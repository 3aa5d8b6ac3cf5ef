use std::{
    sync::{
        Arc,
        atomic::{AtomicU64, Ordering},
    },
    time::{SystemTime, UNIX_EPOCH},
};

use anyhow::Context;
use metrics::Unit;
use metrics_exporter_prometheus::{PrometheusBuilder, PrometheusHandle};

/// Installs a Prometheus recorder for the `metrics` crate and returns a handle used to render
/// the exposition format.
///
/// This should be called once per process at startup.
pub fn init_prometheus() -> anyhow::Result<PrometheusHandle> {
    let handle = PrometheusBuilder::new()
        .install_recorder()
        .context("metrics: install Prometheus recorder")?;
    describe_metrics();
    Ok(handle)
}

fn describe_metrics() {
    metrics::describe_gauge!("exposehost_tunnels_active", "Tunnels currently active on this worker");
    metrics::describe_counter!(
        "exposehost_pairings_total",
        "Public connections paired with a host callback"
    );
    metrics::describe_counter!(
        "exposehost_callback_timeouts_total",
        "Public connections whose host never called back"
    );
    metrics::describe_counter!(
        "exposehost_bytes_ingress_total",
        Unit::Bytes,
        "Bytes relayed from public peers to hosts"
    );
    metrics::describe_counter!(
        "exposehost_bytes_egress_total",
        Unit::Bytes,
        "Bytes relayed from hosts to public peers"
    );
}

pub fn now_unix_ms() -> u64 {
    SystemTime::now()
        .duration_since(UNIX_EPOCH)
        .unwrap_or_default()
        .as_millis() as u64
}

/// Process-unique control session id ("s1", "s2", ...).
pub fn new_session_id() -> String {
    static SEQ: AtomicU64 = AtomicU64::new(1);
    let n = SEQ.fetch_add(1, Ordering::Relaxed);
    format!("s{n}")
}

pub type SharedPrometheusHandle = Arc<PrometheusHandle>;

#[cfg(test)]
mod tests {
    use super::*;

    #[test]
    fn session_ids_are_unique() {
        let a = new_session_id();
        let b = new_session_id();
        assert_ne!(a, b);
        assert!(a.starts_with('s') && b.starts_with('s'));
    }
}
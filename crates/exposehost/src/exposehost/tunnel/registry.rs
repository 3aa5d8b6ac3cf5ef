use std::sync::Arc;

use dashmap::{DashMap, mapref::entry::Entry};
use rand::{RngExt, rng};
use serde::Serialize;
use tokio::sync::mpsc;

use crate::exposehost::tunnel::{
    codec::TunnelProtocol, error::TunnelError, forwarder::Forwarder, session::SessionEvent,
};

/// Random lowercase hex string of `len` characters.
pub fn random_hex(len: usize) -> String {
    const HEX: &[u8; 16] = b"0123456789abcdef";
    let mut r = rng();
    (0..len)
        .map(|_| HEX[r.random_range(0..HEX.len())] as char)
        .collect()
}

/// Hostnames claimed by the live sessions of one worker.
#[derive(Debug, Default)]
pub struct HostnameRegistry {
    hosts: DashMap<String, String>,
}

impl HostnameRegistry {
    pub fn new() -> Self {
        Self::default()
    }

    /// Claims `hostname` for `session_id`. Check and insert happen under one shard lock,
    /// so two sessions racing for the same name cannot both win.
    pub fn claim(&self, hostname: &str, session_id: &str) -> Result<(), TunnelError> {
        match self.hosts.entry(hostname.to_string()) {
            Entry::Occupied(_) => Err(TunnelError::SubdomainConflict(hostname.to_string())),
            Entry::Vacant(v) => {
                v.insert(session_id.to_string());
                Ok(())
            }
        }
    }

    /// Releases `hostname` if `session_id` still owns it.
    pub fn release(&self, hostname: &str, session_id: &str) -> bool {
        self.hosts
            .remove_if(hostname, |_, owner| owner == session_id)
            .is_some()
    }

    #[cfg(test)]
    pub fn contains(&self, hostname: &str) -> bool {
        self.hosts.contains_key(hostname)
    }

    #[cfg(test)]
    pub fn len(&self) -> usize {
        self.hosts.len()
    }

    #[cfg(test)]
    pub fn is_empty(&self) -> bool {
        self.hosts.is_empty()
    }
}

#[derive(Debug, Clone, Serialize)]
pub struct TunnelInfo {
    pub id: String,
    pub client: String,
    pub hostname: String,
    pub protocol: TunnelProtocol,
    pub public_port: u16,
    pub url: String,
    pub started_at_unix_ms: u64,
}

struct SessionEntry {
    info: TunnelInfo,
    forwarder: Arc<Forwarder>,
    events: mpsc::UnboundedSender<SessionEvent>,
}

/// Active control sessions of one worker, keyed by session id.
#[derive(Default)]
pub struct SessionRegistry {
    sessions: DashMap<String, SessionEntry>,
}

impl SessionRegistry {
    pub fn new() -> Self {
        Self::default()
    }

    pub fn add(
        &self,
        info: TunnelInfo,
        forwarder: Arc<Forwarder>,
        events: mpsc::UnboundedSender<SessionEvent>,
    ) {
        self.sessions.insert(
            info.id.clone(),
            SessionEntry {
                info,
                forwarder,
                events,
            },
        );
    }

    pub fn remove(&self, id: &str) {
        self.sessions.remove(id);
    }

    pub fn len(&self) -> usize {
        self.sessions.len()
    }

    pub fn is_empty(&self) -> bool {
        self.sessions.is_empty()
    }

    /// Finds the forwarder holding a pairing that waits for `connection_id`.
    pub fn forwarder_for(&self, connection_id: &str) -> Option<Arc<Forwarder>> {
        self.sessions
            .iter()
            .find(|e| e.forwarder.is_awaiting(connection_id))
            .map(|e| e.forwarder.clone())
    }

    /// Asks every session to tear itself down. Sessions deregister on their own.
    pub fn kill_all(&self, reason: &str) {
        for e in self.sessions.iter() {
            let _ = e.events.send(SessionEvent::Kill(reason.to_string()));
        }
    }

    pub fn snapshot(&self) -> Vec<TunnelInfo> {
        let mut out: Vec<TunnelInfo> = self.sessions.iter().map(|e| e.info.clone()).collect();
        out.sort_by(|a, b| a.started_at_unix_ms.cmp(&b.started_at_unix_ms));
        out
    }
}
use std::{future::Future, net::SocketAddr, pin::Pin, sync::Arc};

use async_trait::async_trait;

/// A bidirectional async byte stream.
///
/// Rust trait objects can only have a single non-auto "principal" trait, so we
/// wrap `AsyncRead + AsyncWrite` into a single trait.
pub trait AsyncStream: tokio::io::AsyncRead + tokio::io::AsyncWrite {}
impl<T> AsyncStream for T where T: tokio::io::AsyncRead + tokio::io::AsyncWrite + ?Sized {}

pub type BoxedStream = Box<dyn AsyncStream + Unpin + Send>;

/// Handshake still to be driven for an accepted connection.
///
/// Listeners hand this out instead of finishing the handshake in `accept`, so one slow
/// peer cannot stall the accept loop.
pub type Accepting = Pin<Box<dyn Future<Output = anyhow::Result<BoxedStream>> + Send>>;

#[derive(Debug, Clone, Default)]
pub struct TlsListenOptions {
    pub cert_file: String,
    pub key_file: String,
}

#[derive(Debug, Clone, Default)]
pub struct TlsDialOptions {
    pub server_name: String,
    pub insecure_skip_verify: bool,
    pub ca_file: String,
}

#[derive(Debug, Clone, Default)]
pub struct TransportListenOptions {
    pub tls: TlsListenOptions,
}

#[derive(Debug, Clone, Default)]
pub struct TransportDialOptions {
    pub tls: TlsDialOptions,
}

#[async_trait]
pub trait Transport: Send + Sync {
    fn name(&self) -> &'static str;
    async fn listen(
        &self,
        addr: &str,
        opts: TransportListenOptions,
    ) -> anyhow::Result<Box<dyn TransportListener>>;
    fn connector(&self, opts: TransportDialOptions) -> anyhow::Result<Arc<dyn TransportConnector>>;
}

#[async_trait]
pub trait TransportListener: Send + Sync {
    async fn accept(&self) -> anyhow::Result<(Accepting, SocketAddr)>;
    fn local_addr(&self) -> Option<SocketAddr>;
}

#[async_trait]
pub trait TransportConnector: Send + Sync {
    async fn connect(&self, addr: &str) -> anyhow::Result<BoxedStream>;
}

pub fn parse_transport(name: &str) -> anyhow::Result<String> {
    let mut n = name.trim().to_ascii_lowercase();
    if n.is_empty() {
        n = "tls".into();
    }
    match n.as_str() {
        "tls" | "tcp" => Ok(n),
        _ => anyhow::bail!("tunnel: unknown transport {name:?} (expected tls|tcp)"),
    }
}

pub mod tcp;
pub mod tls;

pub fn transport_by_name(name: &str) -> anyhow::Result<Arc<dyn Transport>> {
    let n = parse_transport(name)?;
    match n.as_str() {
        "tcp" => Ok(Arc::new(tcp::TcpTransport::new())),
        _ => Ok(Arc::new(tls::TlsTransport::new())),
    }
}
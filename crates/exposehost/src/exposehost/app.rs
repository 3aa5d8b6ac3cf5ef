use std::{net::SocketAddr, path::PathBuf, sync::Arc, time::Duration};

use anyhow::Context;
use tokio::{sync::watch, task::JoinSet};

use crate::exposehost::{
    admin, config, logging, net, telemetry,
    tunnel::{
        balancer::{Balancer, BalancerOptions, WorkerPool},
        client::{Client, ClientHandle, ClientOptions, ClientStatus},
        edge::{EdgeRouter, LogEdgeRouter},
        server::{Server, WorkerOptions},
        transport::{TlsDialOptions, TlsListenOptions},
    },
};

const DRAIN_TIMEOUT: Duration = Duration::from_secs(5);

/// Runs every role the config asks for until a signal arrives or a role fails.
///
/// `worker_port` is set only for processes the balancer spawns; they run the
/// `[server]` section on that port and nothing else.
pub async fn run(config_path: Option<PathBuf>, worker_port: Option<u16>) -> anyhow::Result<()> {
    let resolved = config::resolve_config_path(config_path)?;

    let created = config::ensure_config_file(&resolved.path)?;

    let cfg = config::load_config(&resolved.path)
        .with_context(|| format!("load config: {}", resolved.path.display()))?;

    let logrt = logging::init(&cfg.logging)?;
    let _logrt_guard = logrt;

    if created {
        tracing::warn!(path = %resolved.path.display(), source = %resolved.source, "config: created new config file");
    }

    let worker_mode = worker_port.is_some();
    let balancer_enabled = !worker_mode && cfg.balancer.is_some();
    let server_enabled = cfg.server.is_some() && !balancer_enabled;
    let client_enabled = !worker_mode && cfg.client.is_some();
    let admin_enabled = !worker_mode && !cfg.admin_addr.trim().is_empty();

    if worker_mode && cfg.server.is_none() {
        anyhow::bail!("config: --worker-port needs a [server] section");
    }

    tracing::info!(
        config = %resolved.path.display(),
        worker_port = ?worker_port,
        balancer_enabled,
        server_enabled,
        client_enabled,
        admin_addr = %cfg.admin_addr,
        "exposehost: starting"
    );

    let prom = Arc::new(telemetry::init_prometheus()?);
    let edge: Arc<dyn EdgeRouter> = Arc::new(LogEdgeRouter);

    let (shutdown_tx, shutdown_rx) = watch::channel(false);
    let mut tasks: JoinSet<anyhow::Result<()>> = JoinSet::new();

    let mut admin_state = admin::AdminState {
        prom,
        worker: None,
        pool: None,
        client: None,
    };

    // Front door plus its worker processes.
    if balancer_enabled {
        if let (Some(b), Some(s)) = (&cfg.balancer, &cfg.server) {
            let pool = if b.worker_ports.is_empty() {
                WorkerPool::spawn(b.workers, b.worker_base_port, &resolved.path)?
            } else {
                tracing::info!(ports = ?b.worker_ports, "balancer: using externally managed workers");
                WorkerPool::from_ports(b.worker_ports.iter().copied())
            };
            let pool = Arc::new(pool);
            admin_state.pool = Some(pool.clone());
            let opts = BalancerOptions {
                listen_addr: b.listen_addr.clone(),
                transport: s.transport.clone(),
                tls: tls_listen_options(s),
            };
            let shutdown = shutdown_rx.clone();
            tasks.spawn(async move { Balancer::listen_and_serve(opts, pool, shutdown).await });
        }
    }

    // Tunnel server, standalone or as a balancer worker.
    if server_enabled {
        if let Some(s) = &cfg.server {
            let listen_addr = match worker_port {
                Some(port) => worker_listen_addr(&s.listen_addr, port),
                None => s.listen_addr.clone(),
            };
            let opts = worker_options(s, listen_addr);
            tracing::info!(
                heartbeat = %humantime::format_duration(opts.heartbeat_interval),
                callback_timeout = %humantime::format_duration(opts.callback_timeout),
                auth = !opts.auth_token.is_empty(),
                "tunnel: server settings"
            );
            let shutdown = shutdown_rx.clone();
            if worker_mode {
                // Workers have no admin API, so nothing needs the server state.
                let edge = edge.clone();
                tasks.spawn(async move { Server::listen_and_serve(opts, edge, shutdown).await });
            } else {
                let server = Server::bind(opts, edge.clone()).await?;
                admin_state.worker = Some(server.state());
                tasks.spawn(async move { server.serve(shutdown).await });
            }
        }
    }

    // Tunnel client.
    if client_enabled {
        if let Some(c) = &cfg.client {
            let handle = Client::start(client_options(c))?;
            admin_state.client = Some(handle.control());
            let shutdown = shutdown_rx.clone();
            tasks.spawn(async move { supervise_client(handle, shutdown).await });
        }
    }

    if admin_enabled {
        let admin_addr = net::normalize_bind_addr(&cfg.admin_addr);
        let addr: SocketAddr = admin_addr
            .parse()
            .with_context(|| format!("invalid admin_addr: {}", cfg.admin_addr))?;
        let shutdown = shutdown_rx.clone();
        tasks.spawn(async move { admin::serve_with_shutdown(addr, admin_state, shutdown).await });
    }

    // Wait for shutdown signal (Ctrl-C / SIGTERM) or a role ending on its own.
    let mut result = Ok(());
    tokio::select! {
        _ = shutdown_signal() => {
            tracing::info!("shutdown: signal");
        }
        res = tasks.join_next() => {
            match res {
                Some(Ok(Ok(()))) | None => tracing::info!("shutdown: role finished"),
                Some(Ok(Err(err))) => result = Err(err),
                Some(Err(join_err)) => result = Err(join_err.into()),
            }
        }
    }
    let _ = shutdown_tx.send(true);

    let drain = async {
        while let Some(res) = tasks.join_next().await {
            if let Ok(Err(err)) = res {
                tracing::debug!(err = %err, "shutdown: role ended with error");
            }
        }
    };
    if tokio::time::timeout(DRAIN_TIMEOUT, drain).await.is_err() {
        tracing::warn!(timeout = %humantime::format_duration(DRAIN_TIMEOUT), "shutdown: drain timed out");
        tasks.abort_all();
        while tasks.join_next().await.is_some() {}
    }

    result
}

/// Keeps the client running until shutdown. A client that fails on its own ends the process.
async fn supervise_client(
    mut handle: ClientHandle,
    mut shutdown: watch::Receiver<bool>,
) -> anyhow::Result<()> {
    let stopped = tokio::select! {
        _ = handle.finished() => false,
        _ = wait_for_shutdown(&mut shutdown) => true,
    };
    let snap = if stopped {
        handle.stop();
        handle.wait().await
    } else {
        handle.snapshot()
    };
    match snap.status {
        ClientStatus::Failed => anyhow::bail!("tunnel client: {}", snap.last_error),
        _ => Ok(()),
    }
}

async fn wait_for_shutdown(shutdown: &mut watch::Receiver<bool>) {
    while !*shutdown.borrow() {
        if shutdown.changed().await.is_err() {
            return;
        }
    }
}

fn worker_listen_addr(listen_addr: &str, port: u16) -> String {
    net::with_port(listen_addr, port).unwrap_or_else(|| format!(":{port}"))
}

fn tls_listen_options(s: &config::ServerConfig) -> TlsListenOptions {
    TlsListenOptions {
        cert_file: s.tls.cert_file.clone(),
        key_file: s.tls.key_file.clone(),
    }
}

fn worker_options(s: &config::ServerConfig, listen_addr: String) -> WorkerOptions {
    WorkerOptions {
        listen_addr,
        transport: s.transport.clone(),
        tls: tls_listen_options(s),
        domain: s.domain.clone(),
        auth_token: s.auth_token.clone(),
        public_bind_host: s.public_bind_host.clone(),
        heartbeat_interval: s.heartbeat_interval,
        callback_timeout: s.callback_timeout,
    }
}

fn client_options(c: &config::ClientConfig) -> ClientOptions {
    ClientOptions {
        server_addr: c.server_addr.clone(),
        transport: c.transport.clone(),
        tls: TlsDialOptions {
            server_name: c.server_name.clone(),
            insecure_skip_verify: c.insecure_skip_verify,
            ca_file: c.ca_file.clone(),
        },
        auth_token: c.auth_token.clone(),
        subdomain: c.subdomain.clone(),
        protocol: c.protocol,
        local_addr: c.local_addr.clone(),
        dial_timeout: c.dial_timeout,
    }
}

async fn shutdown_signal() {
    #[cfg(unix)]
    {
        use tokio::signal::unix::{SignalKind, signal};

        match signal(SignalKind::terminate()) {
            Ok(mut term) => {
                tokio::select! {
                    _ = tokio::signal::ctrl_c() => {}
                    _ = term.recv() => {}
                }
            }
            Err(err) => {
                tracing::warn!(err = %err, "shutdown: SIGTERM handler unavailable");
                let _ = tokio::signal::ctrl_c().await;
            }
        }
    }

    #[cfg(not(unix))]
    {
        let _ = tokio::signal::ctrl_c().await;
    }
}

===============

[Exercise aim] Beginning with the very first line of the material, please return exactly each line down to and including the one with "pub type SharedPrometheusHandle".

[Answer area]
repository 3aa5d8b6ac3cf5ef
use std::{
    sync::{
        Arc,
        atomic::{AtomicU64, Ordering},
    },
    time::{SystemTime, UNIX_EPOCH},
};

use anyhow::Context;
use metrics::Unit;
use metrics_exporter_prometheus::{PrometheusBuilder, PrometheusHandle};

/// Installs a Prometheus recorder for the `metrics` crate and returns a handle used to render
/// the exposition format.
///
/// This should be called once per process at startup.
pub fn init_prometheus() -> anyhow::Result<PrometheusHandle> {
    let handle = PrometheusBuilder::new()
        .install_recorder()
        .context("metrics: install Prometheus recorder")?;
    describe_metrics();
    Ok(handle)
}

fn describe_metrics() {
    metrics::describe_gauge!("exposehost_tunnels_active", "Tunnels currently active on this worker");
    metrics::describe_counter!(
        "exposehost_pairings_total",
        "Public connections paired with a host callback"
    );
    metrics::describe_counter!(
        "exposehost_callback_timeouts_total",
        "Public connections whose host never called back"
    );
    metrics::describe_counter!(
        "exposehost_bytes_ingress_total",
        Unit::Bytes,
        "Bytes relayed from public peers to hosts"
    );
    metrics::describe_counter!(
        "exposehost_bytes_egress_total",
        Unit::Bytes,
        "Bytes relayed from hosts to public peers"
    );
}

pub fn now_unix_ms() -> u64 {
    SystemTime::now()
        .duration_since(UNIX_EPOCH)
        .unwrap_or_default()
        .as_millis() as u64
}

/// Process-unique control session id ("s1", "s2", ...).
pub fn new_session_id() -> String {
    static SEQ: AtomicU64 = AtomicU64::new(1);
    let n = SEQ.fetch_add(1, Ordering::Relaxed);
    format!("s{n}")
}

pub type SharedPrometheusHandle = Arc<PrometheusHandle>;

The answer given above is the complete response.